Will you return, word for word, only the lines from the top of the data below down to and including the one with "for pair in"?
--------
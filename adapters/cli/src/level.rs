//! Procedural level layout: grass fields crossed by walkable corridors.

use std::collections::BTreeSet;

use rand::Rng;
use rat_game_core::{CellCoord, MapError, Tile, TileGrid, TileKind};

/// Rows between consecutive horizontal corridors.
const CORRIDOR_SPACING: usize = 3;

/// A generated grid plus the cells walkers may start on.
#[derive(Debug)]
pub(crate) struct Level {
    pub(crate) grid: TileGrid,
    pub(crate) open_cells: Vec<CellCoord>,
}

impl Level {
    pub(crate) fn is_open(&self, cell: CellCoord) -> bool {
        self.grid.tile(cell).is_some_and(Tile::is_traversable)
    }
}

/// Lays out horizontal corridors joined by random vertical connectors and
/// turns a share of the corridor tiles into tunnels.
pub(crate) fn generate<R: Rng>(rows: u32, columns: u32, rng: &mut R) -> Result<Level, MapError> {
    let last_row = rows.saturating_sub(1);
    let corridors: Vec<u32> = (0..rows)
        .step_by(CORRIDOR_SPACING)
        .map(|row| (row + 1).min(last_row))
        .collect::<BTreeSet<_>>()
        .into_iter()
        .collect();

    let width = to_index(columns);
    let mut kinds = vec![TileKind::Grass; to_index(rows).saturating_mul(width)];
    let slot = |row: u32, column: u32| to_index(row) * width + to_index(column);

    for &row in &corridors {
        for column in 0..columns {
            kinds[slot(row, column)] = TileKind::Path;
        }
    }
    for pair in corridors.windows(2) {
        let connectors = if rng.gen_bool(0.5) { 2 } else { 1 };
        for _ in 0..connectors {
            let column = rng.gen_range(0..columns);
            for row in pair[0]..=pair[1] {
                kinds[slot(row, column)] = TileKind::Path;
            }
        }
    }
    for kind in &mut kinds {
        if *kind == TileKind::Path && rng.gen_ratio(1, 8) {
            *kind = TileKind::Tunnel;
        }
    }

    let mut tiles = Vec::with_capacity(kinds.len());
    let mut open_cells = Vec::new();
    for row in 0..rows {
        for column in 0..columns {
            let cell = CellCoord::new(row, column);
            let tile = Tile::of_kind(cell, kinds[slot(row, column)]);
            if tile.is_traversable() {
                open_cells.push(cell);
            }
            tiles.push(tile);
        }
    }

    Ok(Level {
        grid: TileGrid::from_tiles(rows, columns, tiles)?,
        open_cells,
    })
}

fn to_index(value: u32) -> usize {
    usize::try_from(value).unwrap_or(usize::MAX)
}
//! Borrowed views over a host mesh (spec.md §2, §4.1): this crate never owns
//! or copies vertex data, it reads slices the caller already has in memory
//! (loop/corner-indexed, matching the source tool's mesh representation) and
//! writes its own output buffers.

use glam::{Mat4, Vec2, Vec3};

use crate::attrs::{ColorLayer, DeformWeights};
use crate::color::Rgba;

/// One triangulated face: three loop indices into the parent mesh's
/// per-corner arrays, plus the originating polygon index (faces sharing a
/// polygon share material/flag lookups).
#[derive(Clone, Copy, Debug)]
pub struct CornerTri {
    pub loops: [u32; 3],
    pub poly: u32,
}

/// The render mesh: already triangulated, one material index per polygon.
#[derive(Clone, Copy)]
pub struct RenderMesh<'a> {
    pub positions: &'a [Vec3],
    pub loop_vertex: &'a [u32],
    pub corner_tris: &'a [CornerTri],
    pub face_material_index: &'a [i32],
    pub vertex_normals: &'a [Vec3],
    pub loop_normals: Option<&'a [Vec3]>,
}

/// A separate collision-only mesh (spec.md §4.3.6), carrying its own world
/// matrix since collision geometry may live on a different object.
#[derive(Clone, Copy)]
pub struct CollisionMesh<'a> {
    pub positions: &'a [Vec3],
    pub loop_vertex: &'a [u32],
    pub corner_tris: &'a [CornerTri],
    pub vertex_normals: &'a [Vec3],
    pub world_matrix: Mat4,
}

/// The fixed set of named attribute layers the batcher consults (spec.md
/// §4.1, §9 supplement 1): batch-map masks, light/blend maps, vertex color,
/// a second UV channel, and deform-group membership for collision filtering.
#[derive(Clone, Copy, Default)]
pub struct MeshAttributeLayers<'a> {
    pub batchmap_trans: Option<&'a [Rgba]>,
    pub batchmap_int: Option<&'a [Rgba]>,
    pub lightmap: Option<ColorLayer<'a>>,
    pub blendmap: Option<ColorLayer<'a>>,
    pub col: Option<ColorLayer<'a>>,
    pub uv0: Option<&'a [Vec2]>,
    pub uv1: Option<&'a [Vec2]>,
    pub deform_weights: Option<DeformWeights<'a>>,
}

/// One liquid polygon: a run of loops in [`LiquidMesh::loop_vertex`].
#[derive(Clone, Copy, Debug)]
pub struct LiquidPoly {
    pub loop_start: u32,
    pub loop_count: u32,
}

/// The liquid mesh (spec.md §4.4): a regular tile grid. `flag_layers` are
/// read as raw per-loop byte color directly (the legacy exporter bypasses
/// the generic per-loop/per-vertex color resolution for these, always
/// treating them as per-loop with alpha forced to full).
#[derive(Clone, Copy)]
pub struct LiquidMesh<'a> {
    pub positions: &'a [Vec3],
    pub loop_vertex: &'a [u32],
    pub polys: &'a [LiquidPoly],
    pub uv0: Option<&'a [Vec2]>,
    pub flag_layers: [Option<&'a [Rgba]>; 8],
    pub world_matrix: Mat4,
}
--------
### Exercise result
filename adapters/cli/src/level.rs
//! Procedural level layout: grass fields crossed by walkable corridors.

use std::collections::BTreeSet;

use rand::Rng;
use rat_game_core::{CellCoord, MapError, Tile, TileGrid, TileKind};

/// Rows between consecutive horizontal corridors.
const CORRIDOR_SPACING: usize = 3;

/// A generated grid plus the cells walkers may start on.
#[derive(Debug)]
pub(crate) struct Level {
    pub(crate) grid: TileGrid,
    pub(crate) open_cells: Vec<CellCoord>,
}

impl Level {
    pub(crate) fn is_open(&self, cell: CellCoord) -> bool {
        self.grid.tile(cell).is_some_and(Tile::is_traversable)
    }
}

/// Lays out horizontal corridors joined by random vertical connectors and
/// turns a share of the corridor tiles into tunnels.
pub(crate) fn generate<R: Rng>(rows: u32, columns: u32, rng: &mut R) -> Result<Level, MapError> {
    let last_row = rows.saturating_sub(1);
    let corridors: Vec<u32> = (0..rows)
        .step_by(CORRIDOR_SPACING)
        .map(|row| (row + 1).min(last_row))
        .collect::<BTreeSet<_>>()
        .into_iter()
        .collect();

    let width = to_index(columns);
    let mut kinds = vec![TileKind::Grass; to_index(rows).saturating_mul(width)];
    let slot = |row: u32, column: u32| to_index(row) * width + to_index(column);

    for &row in &corridors {
        for column in 0..columns {
            kinds[slot(row, column)] = TileKind::Path;
        }
    }
    for pair in corridors.windows(2) {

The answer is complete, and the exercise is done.